Giraud Michelle, Marelli Marco, Nava Elena
Department of Psychology, University of Milano-Bicocca, Piazza dell'Ateneo Nuovo 1, 20126, Milano, Italy.
Heliyon. 2023 Jun 30;9(7):e17864. doi: 10.1016/j.heliyon.2023.e17864. eCollection 2023 Jul.
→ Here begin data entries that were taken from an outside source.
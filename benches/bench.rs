use criterion::{criterion_group, criterion_main, Criterion};
use keel::canon::canon_path;
use keel::db::SignatureStore;
use keel::graph::Action;
use keel::progress::SilentProgress;
use keel::scan::ScannerRegistry;
use keel::sig::{build_signature, Signature};
use keel::work::{Options, Work};
use std::fmt::Write;
use std::path::Path;

pub fn bench_canon(c: &mut Criterion) {
    c.bench_function("canon plain", |b| {
        b.iter(|| {
            let path = "demos/OrcV2Examples/OrcV2CBindingsVeryLazy/\
                CMakeFiles/OrcV2CBindingsVeryLazy.dir/OrcV2CBindingsVeryLazy.c.o";
            canon_path(path);
        })
    });

    c.bench_function("canon with parents", |b| {
        b.iter(|| {
            let path = "demos/OrcV2Examples/OrcV2CBindingsVeryLazy/\
                ../../../\
                CMakeFiles/OrcV2CBindingsVeryLazy.dir/OrcV2CBindingsVeryLazy.c.o";
            canon_path(path);
        })
    });
}

pub fn bench_signatures(c: &mut Criterion) {
    let data = vec![0x5au8; 1 << 20];
    c.bench_function("content signature 1mb", |b| {
        b.iter(|| Signature::from_bytes(&data))
    });

    let inputs: Vec<Signature> = (0..100u32)
        .map(|i| Signature::from_bytes(&i.to_le_bytes()))
        .collect();
    let action = Signature::from_bytes(b"cc -c foo.c -o foo.o");
    c.bench_function("build signature 100 inputs", |b| {
        b.iter(|| build_signature(&action, inputs.iter().map(Some)))
    });
}

fn generate_manifest(n: usize) -> String {
    let mut input = String::new();
    writeln!(input, "rule cc\n  command = cc -c $in -o $out\n  depfile = $out.d").unwrap();
    for i in 0..n {
        writeln!(
            input,
            "build out/foo/bar{}.o: cc src/long/file/name{}.cc\n  flags = -O2",
            i, i
        )
        .unwrap();
    }
    input
}

pub fn bench_load(c: &mut Criterion) {
    let input = generate_manifest(1000);
    c.bench_function("load 1000 builds", |b| {
        b.iter(|| keel::load::parse(Path::new("build.keel"), &input).unwrap())
    });
}

/// Walk a wide graph where everything is already up to date: the cost of
/// a no-op build.
pub fn bench_noop_walk(c: &mut Criterion) {
    let dir = tempfile::tempdir().unwrap();
    let mut graph = keel::graph::Graph::new();
    let all = graph
        .add_node("all", keel::graph::NodeKind::Alias)
        .unwrap();
    for i in 0..500 {
        let src = dir.path().join(format!("src{}", i));
        std::fs::write(&src, format!("source {}", i)).unwrap();
        let src = graph.file_id(&src.to_string_lossy());
        let out = graph.file_id(&dir.path().join(format!("out{}", i)).to_string_lossy());
        graph
            .set_action(
                out,
                Action::function("copy", |ctx| {
                    std::fs::copy(&ctx.sources[0], ctx.target)?;
                    Ok(())
                }),
            )
            .unwrap();
        graph.add_dependency(out, src);
        graph.add_dependency(all, out);
    }
    graph.finalize().unwrap();
    let db = SignatureStore::in_memory();
    let scanners = ScannerRegistry::new();
    let walk = |graph: &mut keel::graph::Graph| {
        let mut progress = SilentProgress::default();
        let mut work = Work::new(graph, &db, &scanners, Options::default(), &mut progress);
        work.want_node(all).unwrap();
        work.run().unwrap()
    };
    walk(&mut graph);

    c.bench_function("no-op walk 500 nodes", |b| {
        b.iter(|| walk(&mut graph))
    });
}

criterion_group!(
    benches,
    bench_canon,
    bench_signatures,
    bench_load,
    bench_noop_walk
);
criterion_main!(benches);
Recent constructionist theories have suggested that language and sensory experience play a crucial role not only in how individuals categorise emotions but also in how they experience and shape them, helping to acquire abstract concepts that are used to make sense of bodily perceptions associated with specific emotions. Here, we aimed to investigate the role of sensory experience in conceptualising bodily felt emotions by asking 126 Italian blind participants to freely recall in which part of the body they commonly feel specific emotions (N = 15). Participants varied concerning visual experience in terms of blindness onset (i.e., congenital vs late) and degree of visual experience (i.e., total vs partial sensory loss). Using an Italian semantic model to estimate to what extent discrete emotions are associated with body parts in language experience, we found that all participants' reports correlated with the model predictions. Interestingly, blind - and especially congenitally blind - participants' responses were more strongly correlated with the model, suggesting that language might be one of the possible compensative mechanisms for the lack of visual feedback in constructing bodily felt emotions. Our findings present theoretical implications for the study of emotions, as well as potential real-world applications for blind individuals, by revealing, on the one hand, that vision plays an essential role in the construction of felt emotions and the way we talk about our related bodily (emotional) experiences. On the other hand, evidence that blind individuals rely more strongly on linguistic cues suggests that vision is a strong cue to acquire emotional information from the surrounding world, influencing how we experience emotions. While our findings do not suggest that blind individuals experience emotions in an atypical and dysfunctional way, they nonetheless support the view that promoting the use of non-visual emotional signs and body language since early on might help the blind child to develop a good emotional awareness as well as good emotion regulation abilities.
近期的建构主义理论表明,语言和感官体验不仅在个体如何对情绪进行分类方面发挥着关键作用,而且在他们如何体验和塑造情绪方面也起着关键作用,有助于获取抽象概念,这些概念用于理解与特定情绪相关的身体感知。在此,我们旨在通过让126名意大利盲人参与者自由回忆他们通常在身体的哪个部位感受到特定情绪(N = 15),来研究感官体验在将身体感受到的情绪概念化过程中的作用。参与者在视觉体验方面因失明 onset(即先天性与后天性)和视觉体验程度(即完全与部分感觉丧失)而有所不同。使用意大利语义模型来估计离散情绪在语言体验中与身体部位的关联程度,我们发现所有参与者的报告都与模型预测相关。有趣的是,盲人——尤其是先天性盲人——参与者的反应与模型的相关性更强,这表明语言可能是在构建身体感受到的情绪时缺乏视觉反馈的一种可能的补偿机制。我们的研究结果对情绪研究具有理论意义,同时对盲人个体也有潜在的现实应用,一方面揭示了视觉在构建感受到的情绪以及我们谈论相关身体(情绪)体验的方式中起着至关重要的作用。另一方面,有证据表明盲人个体更强烈地依赖语言线索,这表明视觉是从周围世界获取情绪信息的一个强有力的线索,影响着我们体验情绪的方式。虽然我们的研究结果并不表明盲人个体以非典型和功能失调的方式体验情绪,但它们仍然支持这样一种观点,即从早期就促进使用非视觉情绪信号和肢体语言可能有助于盲童培养良好的情绪意识以及良好的情绪调节能力。